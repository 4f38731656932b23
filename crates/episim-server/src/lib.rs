//! EPISIM Server Library
//!
//! HTTP backend for epidemiological simulation metadata and results. The
//! crate is organized as:
//!
//! - [`config`]: environment-driven server configuration
//! - [`db`]: PostgreSQL pool construction and database errors
//! - [`features`]: vertical CQRS slices for the catalog entities (groups,
//!   compartments, interventions, parameter definitions, models, nodes,
//!   node lists, scenarios)
//! - [`import`]: the scenario simulation-data import pipeline (archive
//!   intake, catalog cross-validation, concurrent per-percentile extraction,
//!   atomic datapoint replacement)
//! - [`api`] / [`middleware`] / [`error`]: HTTP plumbing

pub mod api;
pub mod config;
pub mod cqrs;
pub mod db;
pub mod error;
pub mod features;
pub mod import;
pub mod middleware;
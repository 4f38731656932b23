//! Model parameter definition management

pub mod commands;
pub mod queries;
pub mod routes;

pub use routes::parameter_definitions_routes;
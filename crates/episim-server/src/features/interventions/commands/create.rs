use mediator::Request;
use serde::{Deserialize, Serialize};
use sqlx::PgPool;
use uuid::Uuid;

use crate::features::shared::validation::{validate_name, NameValidationError};

#[derive(Debug, Clone, Serialize, Deserialize)]
pub struct CreateInterventionCommand {
    pub name: String,
    #[serde(skip_serializing_if = "Option::is_none")]
    pub description: Option<String>,
}

#[derive(Debug, Clone, Serialize, Deserialize)]
pub struct CreateInterventionResponse {
    pub id: Uuid,
}

#[derive(Debug, thiserror::Error)]
pub enum CreateInterventionError {
    #[error(transparent)]
    Name(#[from] NameValidationError),
    #[error("Database error: {0}")]
    Database(#[from] sqlx::Error),
}

impl Request<Result<CreateInterventionResponse, CreateInterventionError>>
    for CreateInterventionCommand
{
}

impl crate::cqrs::middleware::Command for CreateInterventionCommand {}

impl CreateInterventionCommand {
    pub fn validate(&self) -> Result<(), CreateInterventionError> {
        validate_name(&self.name, 255)?;
        Ok(())
    }
}

#[tracing::instrument(skip(pool, command), fields(name = %command.name))]
pub async fn handle(
    pool: PgPool,
    command: CreateInterventionCommand,
) -> Result<CreateInterventionResponse, CreateInterventionError> {
    command.validate()?;

    let id = sqlx::query_scalar::<_, Uuid>(
        "INSERT INTO interventions (name, description) VALUES ($1, $2) RETURNING id",
    )
    .bind(&command.name)
    .bind(&command.description)
    .fetch_one(&pool)
    .await?;

    tracing::info!(intervention_id = %id, "Intervention created");

    Ok(CreateInterventionResponse { id })
}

AIM OF THE TASK:
Go through the listing above and state how many of its lines contain "tracing", with no other words.

RESPONSE TO THIS EXERCISE:
2